In this repository one can find code for training and using the intent classification model which is implemented as a shallow-and-wide Convolutional Neural Network[1]. The model is multi-class and multi-label, which means that each text in a dataset can belong to several classes.
We also have a pre-trained model for user intent classification for DSTC 2 dataset.
DSTC 2 dataset does not initially contain information about intents,
therefore, IntentDataset
(deeppavlov/datasets/intent_dataset.py
) instance extracts
artificial intents for each user reply using information from acts and slots.
Below we give several examples of intent construction:
System: "Hello, welcome to the Cambridge restaurant system. You can ask for restaurants by area, price range or food type. How may I help you?"
User: "cheap restaurant"
In the original dataset this user reply has characteristics
"goals": {"pricerange": "cheap"},
"db_result": null,
"dialog-acts": [{"slots": [["pricerange", "cheap"]], "act": "inform"}]}
This message contains only one intent: inform_pricerange
.
User: "thank you good bye",
In the original dataset this user reply has characteristics
"goals": {"food": "dontcare", "pricerange": "cheap", "area": "south"},
"db_result": null,
"dialog-acts": [{"slots": [], "act": "thankyou"}, {"slots": [], "act": "bye"}]}
This message contains two intents (thankyou, bye)
.
DeepPavlov contains two pre-trained models for DSTC 2 dataset: one was trained using embeddings trained via fastText on DSTC 2 (800 Mb), and the other one was trained using embeddings trained on Wiki (https://github.com/facebookresearch/fastText/blob/master/pretrained-vectors.md, 8.5 Gb).
Two pre-trained models are presented to provide a choice for the user:
- if one prefers to load pre-trained model only for ubderstanding the structure, one should use
configs/intents/intents_dstc2.json
, - if one prefers to load pre-trained model with significantly higher accuracy, one should be ready to download embedding file of 8.5 Gb and use
configs/intents/intents_dstc2_big.json
.
To download pre-trained models, vocabs, embeddings on DSTC 2 and SNIPS datasets one should run the following command:
python deep.py download configs/intents/intents_dstc2.json
or provide flag -d
for commands like interact
, interactbot
, etc. The flag -d
provides downloading all the required components.

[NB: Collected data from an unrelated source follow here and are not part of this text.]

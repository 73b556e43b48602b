//! Typed domain records, each a view over raw rows of one store tab.

pub mod approval;
pub mod payment;
pub mod planning;
pub mod purchase_order;
pub mod receipt;
pub mod vendor;

pub use approval::{ApprovalDecision, ApprovalStatus};
pub use payment::PaymentRecord;
pub use planning::PlanningLine;
pub use purchase_order::{status_update_row, NewPoRow, PurchaseOrderLine};
pub use receipt::ReceiptRecord;
pub use vendor::VendorSummary;
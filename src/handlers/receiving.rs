use axum::{
    extract::State,
    http::StatusCode,
    response::IntoResponse,
    routing::{get, post},
    Json, Router,
};

use crate::errors::ServiceError;
use crate::services::receiving::ReceiveBatchRequest;
use crate::AppState;

pub fn routes() -> Router<AppState> {
    Router::new()
        .route("/receivable", get(receivable))
        .route("/history", get(history))
        .route("/receipts", post(submit_batch))
}

async fn receivable(State(state): State<AppState>) -> Result<impl IntoResponse, ServiceError> {
    let groups = state.services.receiving.receivable().await?;
    Ok(Json(groups))
}

async fn history(State(state): State<AppState>) -> Result<impl IntoResponse, ServiceError> {
    let records = state.services.receiving.history().await?;
    Ok(Json(records))
}

async fn submit_batch(
    State(state): State<AppState>,
    Json(request): Json<ReceiveBatchRequest>,
) -> Result<impl IntoResponse, ServiceError> {
    let result = state.services.receiving.submit_batch(request).await?;
    Ok((StatusCode::CREATED, Json(result)))
}
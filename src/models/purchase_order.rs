use serde::{Deserialize, Serialize};
use serde_json::Value;

use crate::calc;
use crate::schema::po as col;
use crate::sheets::row::{RowBuilder, RowReader};

/// One line of the `PO` ledger. Created in bulk by PO generation, then
/// mutated in place by approval, receiving, and payment.
#[derive(Debug, Clone, Serialize, Deserialize)]
pub struct PurchaseOrderLine {
    /// Absolute 1-based row number in the sheet, required for positional
    /// in-place updates.
    pub sheet_row: usize,
    pub planning_number: String,
    pub serial_number: String,
    pub po_number: String,
    pub po_date: String,
    pub quotation_number: String,
    pub vendor_name: String,
    pub item_name: String,
    pub qty: f64,
    pub rate: f64,
    pub gst_pct: f64,
    pub discount_pct: f64,
    pub grand_total_amount: f64,
    pub po_copy_url: String,
    pub project_name: String,
    pub firm_name: String,
    pub po_status: String,
    pub po_remarks: String,
    pub receiving_qty: f64,
    pub receiving_status: String,
    /// Actual-date column; emptiness drives the pending/history partition.
    pub actual_date: String,
    pub bill_type: String,
    pub bill_no: String,
    pub bill_date: String,
    pub bill_amount: f64,
    pub discount_amount: f64,
    pub bill_image_url: String,
    pub transporter_name: String,
    pub lr_no: String,
    pub payment_status: String,
    pub payment_mode: String,
    pub payment_done: f64,
    pub payment_reason: String,
    pub payment_ref_no: String,
}

impl PurchaseOrderLine {
    /// Maps a raw PO row. Besides the all-blank discard, a PO row needs its
    /// two load-bearing fields: a planning number and at least one of
    /// vendor or item name; merged/trailing formatting rows fail that.
    pub fn from_row(sheet_row: usize, cells: &[Value]) -> Option<Self> {
        let row = RowReader::new(cells);
        if row.is_blank() {
            return None;
        }
        let planning_number = row.text(col::PLANNING_NO);
        let vendor_name = row.text(col::VENDOR_NAME);
        let item_name = row.text(col::ITEM_NAME);
        if planning_number.is_empty() || (vendor_name.is_empty() && item_name.is_empty()) {
            return None;
        }
        Some(Self {
            sheet_row,
            planning_number,
            serial_number: row.text(col::SERIAL_NO),
            po_number: row.text(col::PO_NO),
            po_date: row.text(col::PO_DATE),
            quotation_number: row.text(col::QUOTATION_NO),
            vendor_name,
            item_name,
            qty: row.number(col::QTY),
            rate: row.number(col::RATE),
            gst_pct: row.number(col::GST_PCT),
            discount_pct: row.number(col::DISCOUNT_PCT),
            grand_total_amount: row.number(col::GRAND_TOTAL),
            po_copy_url: row.text(col::PO_COPY_URL),
            project_name: row.text(col::PROJECT_NAME),
            firm_name: row.text(col::FIRM_NAME),
            po_status: row.text(col::PO_STATUS),
            po_remarks: row.text(col::PO_REMARKS),
            receiving_qty: row.number(col::RECEIVING_QTY),
            receiving_status: row.text(col::RECEIVING_STATUS),
            actual_date: row.text(col::ACTUAL),
            bill_type: row.text(col::BILL_TYPE),
            bill_no: row.text(col::BILL_NO),
            bill_date: row.text(col::BILL_DATE),
            bill_amount: row.number(col::BILL_AMOUNT),
            discount_amount: row.number(col::DISCOUNT_AMOUNT),
            bill_image_url: row.text(col::BILL_IMAGE_URL),
            transporter_name: row.text(col::TRANSPORTER_NAME),
            lr_no: row.text(col::LR_NO),
            payment_status: row.text(col::PAYMENT_STATUS),
            payment_mode: row.text(col::PAYMENT_MODE),
            payment_done: row.number(col::PAYMENT_DONE),
            payment_reason: row.text(col::PAYMENT_REASON),
            payment_ref_no: row.text(col::PAYMENT_REF_NO),
        })
    }

    /// GST-inclusive line total recomputed from the editable inputs.
    pub fn line_amount(&self) -> f64 {
        calc::line_amount(self.rate, self.qty, self.discount_pct, self.gst_pct)
    }

    /// Outstanding balance on this line's bill.
    pub fn pending_amount(&self) -> f64 {
        calc::pending_amount(self.bill_amount, self.payment_done)
    }
}

/// Row shape written by PO generation (columns A-O).
#[derive(Debug, Clone)]
pub struct NewPoRow<'a> {
    pub timestamp: &'a str,
    pub planning_number: &'a str,
    pub serial_number: usize,
    pub po_number: &'a str,
    pub po_date: &'a str,
    pub quotation_number: &'a str,
    pub vendor_name: &'a str,
    pub item_name: &'a str,
    pub qty: f64,
    pub rate: f64,
    pub gst_pct: f64,
    pub discount_pct: f64,
    pub po_copy_url: &'a str,
    pub project_name: &'a str,
}

impl NewPoRow<'_> {
    pub fn to_row(&self) -> Vec<Value> {
        let grand_total = calc::line_amount(self.rate, self.qty, self.discount_pct, self.gst_pct);
        RowBuilder::new(col::INSERT_WIDTH)
            .set(col::TIMESTAMP, self.timestamp)
            .set(col::PLANNING_NO, self.planning_number)
            .set(col::SERIAL_NO, self.serial_number.to_string())
            .set(col::PO_NO, self.po_number)
            .set(col::PO_DATE, self.po_date)
            .set(col::QUOTATION_NO, self.quotation_number)
            .set(col::VENDOR_NAME, self.vendor_name)
            .set(col::ITEM_NAME, self.item_name)
            .set(col::QTY, self.qty.to_string())
            .set(col::RATE, self.rate.to_string())
            .set(col::GST_PCT, self.gst_pct.to_string())
            .set(col::DISCOUNT_PCT, self.discount_pct.to_string())
            .set(col::GRAND_TOTAL, format!("{}", grand_total.round() as i64))
            .set(col::PO_COPY_URL, self.po_copy_url)
            .set(col::PROJECT_NAME, self.project_name)
            .build()
    }
}

/// Positional update row for the PO-approval decision (status, remarks,
/// signature URL); every other column goes out empty and is ignored by the
/// store's update-variant action.
pub fn status_update_row(status: &str, remarks: &str, signature_url: &str) -> Vec<Value> {
    RowBuilder::new(col::UPDATE_WIDTH)
        .set(col::PO_STATUS, status)
        .set(col::PO_REMARKS, remarks)
        .set(col::PO_SIGNATURE_URL, signature_url)
        .build()
}

#[cfg(test)]
mod tests {
    use super::*;
    use serde_json::json;

    fn sample_cells() -> Vec<Value> {
        let mut cells = vec![json!(""); 45];
        cells[1] = json!("PN-05");
        cells[2] = json!("1");
        cells[3] = json!("PO-12");
        cells[6] = json!("Acme Solar");
        cells[7] = json!("Inverter");
        cells[8] = json!(4);
        cells[9] = json!(2500);
        cells[10] = json!(18);
        cells[11] = json!(0);
        cells[16] = json!("Approved");
        cells[28] = json!(11800);
        cells[38] = json!("On Time");
        cells[40] = json!(5000);
        cells[43] = json!("Pending");
        cells
    }

    #[test]
    fn maps_po_row_by_offset() {
        let line = PurchaseOrderLine::from_row(7, &sample_cells()).expect("row maps");
        assert_eq!(line.sheet_row, 7);
        assert_eq!(line.po_number, "PO-12");
        assert_eq!(line.qty, 4.0);
        assert_eq!(line.rate, 2500.0);
        assert_eq!(line.po_status, "Approved");
        assert_eq!(line.pending_amount(), 6800.0);
        assert_eq!(line.line_amount(), 11800.0);
        // Column 43 is the payment state; column 38 holds the timer status.
        assert_eq!(line.payment_status, "Pending");
    }

    #[test]
    fn rows_without_load_bearing_fields_are_discarded() {
        // Planning number but neither vendor nor item: formatting artifact.
        let mut cells = vec![json!(""); 45];
        cells[1] = json!("PN-05");
        cells[12] = json!("999");
        assert!(PurchaseOrderLine::from_row(7, &cells).is_none());

        // Vendor but no planning number.
        let mut cells = vec![json!(""); 45];
        cells[6] = json!("Acme Solar");
        assert!(PurchaseOrderLine::from_row(7, &cells).is_none());
    }

    #[test]
    fn new_po_row_derives_rounded_grand_total() {
        let row = NewPoRow {
            timestamp: "15/01/2024 09:00:00",
            planning_number: "PN-05",
            serial_number: 1,
            po_number: "PO-12",
            po_date: "2024-01-15",
            quotation_number: "Q-9",
            vendor_name: "Acme Solar",
            item_name: "Inverter",
            qty: 10.0,
            rate: 100.0,
            gst_pct: 18.0,
            discount_pct: 10.0,
            po_copy_url: "https://files/po12.pdf",
            project_name: "Plant A",
        }
        .to_row();
        assert_eq!(row.len(), 15);
        assert_eq!(row[12], json!("1062"));
        assert_eq!(row[13], json!("https://files/po12.pdf"));
    }

    #[test]
    fn status_update_touches_only_decision_columns() {
        let row = status_update_row("Approved", "ok", "https://files/sig.png");
        assert_eq!(row.len(), 47);
        assert_eq!(row[16], json!("Approved"));
        assert_eq!(row[17], json!("ok"));
        assert_eq!(row[18], json!("https://files/sig.png"));
        assert_eq!(row[0], json!(""));
        assert_eq!(row[46], json!(""));
    }
}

To download pre-trained models, vocabs, embeddings on Wiki and SNIPS datasets one should run the following command:
python deep.py download configs/intents/intents_dstc2_big.json
To use a pre-trained model for inference one should run the following command (if one prefers model with bigger embedding file, one should use configs/intents/intents_dstc2_big.json
instead of configs/intents/intents_dstc2.json
):
python deep.py interact configs/intents/intents_dstc2.json
or
python deep.py interactbot configs/intents/intents_dstc2.json -t <TELEGRAM_TOKEN>
For 'interactbot' mode one should specify a Telegram bot token in -t
parameter or in the TELEGRAM_TOKEN
environment variable.
Now user can enter a text string and get output of two elements: the first one is an array of classes names (intents) which the string belongs to, and the second one is a dictionary with probability distribution among all the considered classes (take into account that as the task is a multi-class classification then sum of probabilities is not equal to 1).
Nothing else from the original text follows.